Work instruction -
Among the records below, the line containing "let value = self" marks the start. Output it and all lines after it exactly.

Data records:
----------------
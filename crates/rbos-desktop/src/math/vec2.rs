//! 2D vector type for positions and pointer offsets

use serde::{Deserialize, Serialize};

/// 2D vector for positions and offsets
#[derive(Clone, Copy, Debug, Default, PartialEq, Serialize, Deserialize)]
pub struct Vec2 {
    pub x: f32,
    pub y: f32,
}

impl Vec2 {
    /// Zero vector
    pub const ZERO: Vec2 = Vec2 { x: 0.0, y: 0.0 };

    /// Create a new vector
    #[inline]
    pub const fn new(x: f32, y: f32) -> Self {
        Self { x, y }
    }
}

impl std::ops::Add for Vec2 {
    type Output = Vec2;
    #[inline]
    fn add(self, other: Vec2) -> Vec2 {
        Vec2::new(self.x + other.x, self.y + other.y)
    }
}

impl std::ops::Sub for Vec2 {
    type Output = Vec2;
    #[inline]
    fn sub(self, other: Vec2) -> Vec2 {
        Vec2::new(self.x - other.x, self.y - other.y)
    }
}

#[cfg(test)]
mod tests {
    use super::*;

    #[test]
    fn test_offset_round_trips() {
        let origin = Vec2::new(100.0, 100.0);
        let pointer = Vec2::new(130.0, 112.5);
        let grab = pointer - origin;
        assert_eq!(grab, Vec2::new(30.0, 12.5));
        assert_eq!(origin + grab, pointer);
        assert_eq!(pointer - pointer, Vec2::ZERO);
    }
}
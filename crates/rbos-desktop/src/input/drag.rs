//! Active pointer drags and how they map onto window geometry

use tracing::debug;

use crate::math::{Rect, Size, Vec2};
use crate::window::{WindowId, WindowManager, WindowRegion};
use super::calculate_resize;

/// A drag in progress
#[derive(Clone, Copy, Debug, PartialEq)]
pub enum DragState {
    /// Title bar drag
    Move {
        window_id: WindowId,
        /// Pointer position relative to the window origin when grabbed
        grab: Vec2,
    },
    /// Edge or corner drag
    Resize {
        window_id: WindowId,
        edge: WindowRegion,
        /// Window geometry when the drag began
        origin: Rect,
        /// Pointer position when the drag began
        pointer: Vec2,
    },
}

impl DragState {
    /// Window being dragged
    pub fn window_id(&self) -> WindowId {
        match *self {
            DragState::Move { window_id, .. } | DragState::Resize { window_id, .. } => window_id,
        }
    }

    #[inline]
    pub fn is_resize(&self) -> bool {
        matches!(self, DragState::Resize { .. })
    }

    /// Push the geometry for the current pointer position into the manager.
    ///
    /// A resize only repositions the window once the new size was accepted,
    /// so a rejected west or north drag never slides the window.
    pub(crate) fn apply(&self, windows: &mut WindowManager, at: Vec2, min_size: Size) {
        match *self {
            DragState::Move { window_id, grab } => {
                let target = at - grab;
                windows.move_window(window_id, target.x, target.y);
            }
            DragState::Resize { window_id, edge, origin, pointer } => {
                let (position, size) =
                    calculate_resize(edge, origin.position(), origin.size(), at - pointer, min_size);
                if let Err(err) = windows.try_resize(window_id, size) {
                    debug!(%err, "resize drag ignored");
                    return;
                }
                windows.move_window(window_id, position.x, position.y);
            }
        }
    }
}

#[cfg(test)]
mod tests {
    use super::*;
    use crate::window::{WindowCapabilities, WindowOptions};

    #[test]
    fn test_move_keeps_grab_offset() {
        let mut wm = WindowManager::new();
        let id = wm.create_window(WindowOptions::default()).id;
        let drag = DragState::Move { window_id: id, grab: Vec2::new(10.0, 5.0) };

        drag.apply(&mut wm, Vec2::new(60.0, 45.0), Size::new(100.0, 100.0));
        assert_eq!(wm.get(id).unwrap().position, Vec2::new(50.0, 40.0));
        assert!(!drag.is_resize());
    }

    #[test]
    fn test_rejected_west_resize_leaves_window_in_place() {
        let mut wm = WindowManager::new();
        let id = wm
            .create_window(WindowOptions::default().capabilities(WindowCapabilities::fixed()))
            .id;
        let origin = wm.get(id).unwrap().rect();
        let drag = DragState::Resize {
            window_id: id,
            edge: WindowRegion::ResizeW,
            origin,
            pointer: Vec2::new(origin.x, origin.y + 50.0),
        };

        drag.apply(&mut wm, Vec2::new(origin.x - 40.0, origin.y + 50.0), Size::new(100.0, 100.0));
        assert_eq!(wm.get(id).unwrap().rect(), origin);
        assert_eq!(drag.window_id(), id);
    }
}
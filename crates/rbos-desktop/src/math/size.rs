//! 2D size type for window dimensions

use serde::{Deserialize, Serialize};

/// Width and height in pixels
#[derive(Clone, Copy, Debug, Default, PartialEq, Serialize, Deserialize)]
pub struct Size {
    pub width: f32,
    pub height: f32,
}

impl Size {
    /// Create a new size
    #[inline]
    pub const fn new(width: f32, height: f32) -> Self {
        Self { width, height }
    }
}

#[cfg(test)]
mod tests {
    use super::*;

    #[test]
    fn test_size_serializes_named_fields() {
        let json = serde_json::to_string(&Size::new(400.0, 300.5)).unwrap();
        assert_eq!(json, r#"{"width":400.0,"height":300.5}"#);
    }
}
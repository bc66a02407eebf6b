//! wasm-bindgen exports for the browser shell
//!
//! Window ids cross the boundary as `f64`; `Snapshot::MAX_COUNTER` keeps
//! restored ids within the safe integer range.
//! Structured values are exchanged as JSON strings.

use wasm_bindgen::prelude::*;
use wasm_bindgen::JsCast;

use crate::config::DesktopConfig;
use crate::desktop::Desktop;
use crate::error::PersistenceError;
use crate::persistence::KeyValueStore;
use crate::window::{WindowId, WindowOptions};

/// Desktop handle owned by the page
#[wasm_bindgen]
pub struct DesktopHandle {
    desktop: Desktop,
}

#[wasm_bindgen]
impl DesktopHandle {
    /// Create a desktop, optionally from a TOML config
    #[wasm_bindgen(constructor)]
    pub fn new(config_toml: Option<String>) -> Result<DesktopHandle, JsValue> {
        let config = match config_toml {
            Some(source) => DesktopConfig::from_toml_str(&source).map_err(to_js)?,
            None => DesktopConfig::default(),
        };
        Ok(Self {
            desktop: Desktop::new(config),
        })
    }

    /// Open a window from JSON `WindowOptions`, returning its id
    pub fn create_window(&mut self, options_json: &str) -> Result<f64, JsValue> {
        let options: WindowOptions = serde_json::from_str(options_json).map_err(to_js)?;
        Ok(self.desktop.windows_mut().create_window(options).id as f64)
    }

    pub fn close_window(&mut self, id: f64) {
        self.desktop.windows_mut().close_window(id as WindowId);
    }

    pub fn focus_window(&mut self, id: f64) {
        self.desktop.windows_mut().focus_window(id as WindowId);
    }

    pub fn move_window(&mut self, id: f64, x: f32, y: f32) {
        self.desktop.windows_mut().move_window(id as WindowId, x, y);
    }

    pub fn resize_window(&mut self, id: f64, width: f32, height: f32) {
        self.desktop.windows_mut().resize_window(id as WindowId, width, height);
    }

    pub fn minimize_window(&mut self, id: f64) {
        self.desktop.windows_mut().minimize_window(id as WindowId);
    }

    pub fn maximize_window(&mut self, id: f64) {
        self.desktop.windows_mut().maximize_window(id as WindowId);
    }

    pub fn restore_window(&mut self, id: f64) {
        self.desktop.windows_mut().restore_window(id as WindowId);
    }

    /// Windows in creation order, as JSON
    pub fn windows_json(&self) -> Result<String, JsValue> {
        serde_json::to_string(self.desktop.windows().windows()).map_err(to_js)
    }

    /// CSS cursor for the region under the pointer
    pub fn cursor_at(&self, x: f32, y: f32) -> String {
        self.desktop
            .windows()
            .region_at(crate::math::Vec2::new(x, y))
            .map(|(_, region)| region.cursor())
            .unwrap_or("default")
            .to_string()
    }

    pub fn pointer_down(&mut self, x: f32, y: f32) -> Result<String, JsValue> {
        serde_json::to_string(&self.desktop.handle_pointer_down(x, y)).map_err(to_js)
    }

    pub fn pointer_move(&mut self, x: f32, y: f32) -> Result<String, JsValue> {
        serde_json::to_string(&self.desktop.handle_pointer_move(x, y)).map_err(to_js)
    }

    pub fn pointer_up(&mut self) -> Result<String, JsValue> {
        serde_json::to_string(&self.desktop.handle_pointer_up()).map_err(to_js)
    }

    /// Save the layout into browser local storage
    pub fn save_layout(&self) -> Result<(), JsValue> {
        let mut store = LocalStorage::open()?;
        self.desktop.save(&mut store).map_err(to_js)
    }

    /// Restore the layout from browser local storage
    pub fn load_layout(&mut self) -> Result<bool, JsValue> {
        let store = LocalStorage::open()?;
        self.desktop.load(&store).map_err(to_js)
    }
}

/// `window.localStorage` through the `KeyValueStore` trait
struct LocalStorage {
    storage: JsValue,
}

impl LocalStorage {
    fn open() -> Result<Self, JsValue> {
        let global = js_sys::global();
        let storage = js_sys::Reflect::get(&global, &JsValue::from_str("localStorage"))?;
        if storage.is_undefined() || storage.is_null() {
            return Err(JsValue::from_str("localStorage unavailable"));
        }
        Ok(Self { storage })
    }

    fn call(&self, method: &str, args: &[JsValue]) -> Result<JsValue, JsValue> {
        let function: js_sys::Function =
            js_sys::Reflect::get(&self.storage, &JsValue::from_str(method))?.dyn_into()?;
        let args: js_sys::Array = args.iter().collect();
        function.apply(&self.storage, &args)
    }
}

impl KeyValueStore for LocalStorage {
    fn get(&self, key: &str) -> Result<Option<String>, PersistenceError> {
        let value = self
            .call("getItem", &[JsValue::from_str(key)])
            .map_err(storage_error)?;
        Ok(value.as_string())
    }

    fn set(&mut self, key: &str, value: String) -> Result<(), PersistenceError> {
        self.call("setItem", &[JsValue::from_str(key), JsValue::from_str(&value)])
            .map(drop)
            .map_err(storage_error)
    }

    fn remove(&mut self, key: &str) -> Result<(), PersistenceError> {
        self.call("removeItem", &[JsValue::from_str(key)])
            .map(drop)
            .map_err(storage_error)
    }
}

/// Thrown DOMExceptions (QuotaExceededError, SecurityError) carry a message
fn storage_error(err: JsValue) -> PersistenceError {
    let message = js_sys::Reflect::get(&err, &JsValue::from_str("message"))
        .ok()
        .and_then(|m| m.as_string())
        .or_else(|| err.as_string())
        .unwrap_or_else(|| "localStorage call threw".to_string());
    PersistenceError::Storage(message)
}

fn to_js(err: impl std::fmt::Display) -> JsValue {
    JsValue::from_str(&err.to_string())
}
----------------
Answer space -
        let value = self
            .call("getItem", &[JsValue::from_str(key)])
            .map_err(storage_error)?;
        Ok(value.as_string())
    }

    fn set(&mut self, key: &str, value: String) -> Result<(), PersistenceError> {
        self.call("setItem", &[JsValue::from_str(key), JsValue::from_str(&value)])
            .map(drop)
            .map_err(storage_error)
    }

    fn remove(&mut self, key: &str) -> Result<(), PersistenceError> {
        self.call("removeItem", &[JsValue::from_str(key)])
            .map(drop)
            .map_err(storage_error)
    }
}

/// Thrown DOMExceptions (QuotaExceededError, SecurityError) carry a message
fn storage_error(err: JsValue) -> PersistenceError {
    let message = js_sys::Reflect::get(&err, &JsValue::from_str("message"))
        .ok()
        .and_then(|m| m.as_string())
        .or_else(|| err.as_string())
        .unwrap_or_else(|| "localStorage call threw".to_string());
    PersistenceError::Storage(message)
}

fn to_js(err: impl std::fmt::Display) -> JsValue {
    JsValue::from_str(&err.to_string())
}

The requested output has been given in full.